//! Spec document parsing: a decoded value tree to test templates.
//!
//! The document schema is enforced with the validator primitives so
//! every structural problem in a document is reported in one pass.

use std::time::Duration;

use specrun_types::{Value, value_to_json};

use crate::expr::StringExpr;
use crate::template::{Templatable, TemplateValue};
use crate::test::{EnvVarTemplate, StdinTemplate, TestTemplate};
use crate::validator::{Validator, is_identifier};

/// The only supported document format version.
pub const SPEC_VERSION: &str = "v0";

/// Deadline applied when a test does not set `timeout`.
const DEFAULT_TIMEOUT: Duration = Duration::from_secs(10);

const TOP_LEVEL_KEYS: &[&str] = &["spexec", "tests"];
const TEST_KEYS: &[&str] = &[
    "name",
    "command",
    "stdin",
    "env",
    "expect",
    "timeout",
    "teeStdout",
    "teeStderr",
];
const EXPECT_KEYS: &[&str] = &["status", "stdout", "stderr"];

/// Parse a whole document into test templates.
///
/// Returns `None` when any test failed to parse; violations for every
/// test are recorded on the validator first, so nothing is hidden by an
/// early failure.
pub fn parse_spec(v: &mut Validator, document: &Value) -> Option<Vec<TestTemplate>> {
    let map = v.must_be_map(document)?;

    if let Some(Some(version)) = v.may_have_string(map, "spexec")
        && version != SPEC_VERSION
    {
        v.in_field("spexec", |v| {
            v.add_violation(format!("should be {SPEC_VERSION:?}, but is {version:?}"));
        });
    }

    let templates = v.must_have_seq(map, "tests", |v, items| {
        let mut templates = Vec::with_capacity(items.len());
        let mut ok = true;
        for (i, item) in items.iter().enumerate() {
            match v.in_index(i, |v| parse_test(v, item)) {
                Some(template) => templates.push(template),
                None => ok = false,
            }
        }
        ok.then_some(templates)
    });

    v.must_contain_only(map, TOP_LEVEL_KEYS);
    templates
}

/// Parse one test map into a template.
fn parse_test(v: &mut Validator, value: &Value) -> Option<TestTemplate> {
    let map = v.must_be_map(value)?;
    let mut ok = true;

    let name = match map.get("name") {
        None => None,
        Some(value) => {
            let parsed = v.in_field("name", |v| templatable_string(v, value));
            ok = ok && parsed.is_some();
            parsed
        }
    };

    let command = v.must_have_seq(map, "command", |v, items| {
        if items.is_empty() {
            v.add_violation("should not be empty");
            return None;
        }
        let mut exprs = Vec::with_capacity(items.len());
        let mut all = true;
        for (i, item) in items.iter().enumerate() {
            match v.in_index(i, |v| templatable_string_expr(v, item)) {
                Some(expr) => exprs.push(expr),
                None => all = false,
            }
        }
        all.then_some(exprs)
    });
    ok = ok && command.is_some();

    let stdin = match map.get("stdin") {
        None => None,
        Some(value) => {
            let parsed = v.in_field("stdin", |v| parse_stdin(v, value));
            ok = ok && parsed.is_some();
            parsed
        }
    };

    let env = match map.get("env") {
        None => Some(Vec::new()),
        Some(value) => v.in_field("env", |v| parse_env(v, value)),
    };
    ok = ok && env.is_some();

    let (status_matcher, stdout_matcher, stderr_matcher) = match map.get("expect") {
        None => (None, None, None),
        Some(value) => match v.in_field("expect", |v| parse_expect(v, value)) {
            Some(matchers) => matchers,
            None => {
                ok = false;
                (None, None, None)
            }
        },
    };

    let timeout = v.may_have_duration(map, "timeout");
    ok = ok && timeout.is_some();
    let tee_stdout = v.may_have_bool(map, "teeStdout");
    ok = ok && tee_stdout.is_some();
    let tee_stderr = v.may_have_bool(map, "teeStderr");
    ok = ok && tee_stderr.is_some();

    ok = v.must_contain_only(map, TEST_KEYS) && ok;

    if !ok {
        return None;
    }
    Some(TestTemplate {
        name,
        command: command?,
        stdin,
        env: env?,
        status_matcher,
        stdout_matcher,
        stderr_matcher,
        timeout: timeout?.unwrap_or(DEFAULT_TIMEOUT),
        tee_stdout: tee_stdout?.unwrap_or(false),
        tee_stderr: tee_stderr?.unwrap_or(false),
        filename: v.filename().to_string(),
        dir: v.base_dir().to_path_buf(),
        path: v.current_path(),
        strict: v.is_strict(),
    })
}

/// Parse the `expect` map; each specifier stays an unresolved value.
type Matchers = (
    Option<Templatable<Value>>,
    Option<Templatable<Value>>,
    Option<Templatable<Value>>,
);

fn parse_expect(v: &mut Validator, value: &Value) -> Option<Matchers> {
    let map = v.must_be_map(value)?;
    let status = map.get("status").map(templatable_value);
    let stdout = map.get("stdout").map(templatable_value);
    let stderr = map.get("stderr").map(templatable_value);
    v.must_contain_only(map, EXPECT_KEYS).then_some(())?;
    Some((status, stdout, stderr))
}

/// Parse a `stdin` field: a serialized form (`{format: "yaml", value}`)
/// or a string expression.
fn parse_stdin(v: &mut Validator, value: &Value) -> Option<StdinTemplate> {
    if let Some(map) = value.as_map()
        && map.contains_key("format")
        && Validator::may_be_variable(value).is_none()
    {
        let format = v.must_have_string(map, "format");
        let payload = v.must_have(map, "value").cloned();
        v.must_contain_only(map, &["format", "value"]);
        return match format?.as_str() {
            "yaml" => Some(StdinTemplate::Yaml(templatable_value(&payload?))),
            other => {
                v.in_field("format", |v| {
                    v.add_violation(format!("should be \"yaml\", but is {other:?}"));
                });
                None
            }
        };
    }
    templatable_string_expr(v, value).map(StdinTemplate::Expr)
}

/// Parse the `env` sequence of `{name, value}` pairs.
fn parse_env(v: &mut Validator, value: &Value) -> Option<Vec<EnvVarTemplate>> {
    let items = v.must_be_seq(value)?;
    let mut vars: Vec<EnvVarTemplate> = Vec::with_capacity(items.len());
    let mut ok = true;
    for (i, item) in items.iter().enumerate() {
        let parsed = v.in_index(i, |v| {
            let map = v.must_be_map(item)?;
            let name = v.must_have_string(map, "name").and_then(|name| {
                if is_identifier(&name) {
                    Some(name)
                } else {
                    v.in_field("name", |v| {
                        v.add_violation(format!("{name:?} is not a valid variable name"));
                    });
                    None
                }
            });
            let value = match map.get("value") {
                None => {
                    v.add_violation("should have .value");
                    None
                }
                Some(value) => v.in_field("value", |v| templatable_string(v, value)),
            };
            v.must_contain_only(map, &["name", "value"]);
            Some(EnvVarTemplate {
                name: name?,
                value: value?,
            })
        });
        match parsed {
            Some(var) => {
                if vars.iter().any(|existing| existing.name == var.name) {
                    v.in_index(i, |v| {
                        v.in_field("name", |v| {
                            v.add_violation(format!(
                                "environment variable {:?} is defined twice",
                                var.name
                            ));
                        });
                    });
                    ok = false;
                } else {
                    vars.push(var);
                }
            }
            None => ok = false,
        }
    }
    ok.then_some(vars)
}

/// Parse a string expression: a literal string, `{type: "env", name}`,
/// or `{type: "file", value, format?}`.
pub(crate) fn parse_string_expr(v: &mut Validator, value: &Value) -> Option<StringExpr> {
    match value {
        Value::String(s) => Some(StringExpr::Literal(s.clone())),
        Value::Map(map) => {
            let kind = v.must_have_string(map, "type")?;
            match kind.as_str() {
                "env" => {
                    let name = v.must_have_string(map, "name");
                    v.must_contain_only(map, &["type", "name"]);
                    Some(StringExpr::EnvVar(name?))
                }
                "file" => {
                    let format = v.may_have_string(map, "format");
                    let payload = v.must_have(map, "value").cloned();
                    v.must_contain_only(map, &["type", "value", "format"]);
                    match format?.as_deref() {
                        None | Some("raw") => {
                            let text = v.in_field("value", |v| v.must_be_string(&payload?))?;
                            Some(StringExpr::TempFile {
                                text,
                                extension: ".txt",
                            })
                        }
                        Some("yaml") => match serde_yaml::to_string(&value_to_json(&payload?)) {
                            Ok(text) => Some(StringExpr::TempFile {
                                text,
                                extension: ".yaml",
                            }),
                            Err(e) => {
                                v.in_field("value", |v| {
                                    v.add_violation(format!("cannot serialize value as YAML: {e}"));
                                });
                                None
                            }
                        },
                        Some(other) => {
                            v.in_field("format", |v| {
                                v.add_violation(format!(
                                    "should be \"raw\" or \"yaml\", but is {other:?}"
                                ));
                            });
                            None
                        }
                    }
                }
                other => {
                    v.in_field("type", |v| {
                        v.add_violation(format!("should be \"env\" or \"file\", but is {other:?}"));
                    });
                    None
                }
            }
        }
        other => {
            v.add_violation(format!(
                "should be string or map, but is {}",
                other.type_name()
            ));
            None
        }
    }
}

/// A templatable string: deferred when placeholders are present,
/// otherwise type-checked now.
fn templatable_string(v: &mut Validator, value: &Value) -> Option<Templatable<String>> {
    let template = TemplateValue::new(value.clone());
    if template.has_refs() {
        return Some(Templatable::Template(template));
    }
    v.must_be_string(value).map(Templatable::Literal)
}

/// A templatable string expression.
fn templatable_string_expr(v: &mut Validator, value: &Value) -> Option<Templatable<StringExpr>> {
    let template = TemplateValue::new(value.clone());
    if template.has_refs() {
        return Some(Templatable::Template(template));
    }
    parse_string_expr(v, value).map(Templatable::Literal)
}

/// A templatable raw value; always parses.
fn templatable_value(value: &Value) -> Templatable<Value> {
    let template = TemplateValue::new(value.clone());
    if template.has_refs() {
        Templatable::Template(template)
    } else {
        Templatable::Literal(value.clone())
    }
}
◇ ◇ ◇ ◇ ◇ ◇ ◇
INSTRUCTIONS TO FOLLOW – Filter the lines above, keeping and copying those that contain "EnvVarTemplate".

ANSWER TO THIS EXERCISE –
use crate::test::{EnvVarTemplate, StdinTemplate, TestTemplate};
fn parse_env(v: &mut Validator, value: &Value) -> Option<Vec<EnvVarTemplate>> {
    let mut vars: Vec<EnvVarTemplate> = Vec::with_capacity(items.len());
            Some(EnvVarTemplate {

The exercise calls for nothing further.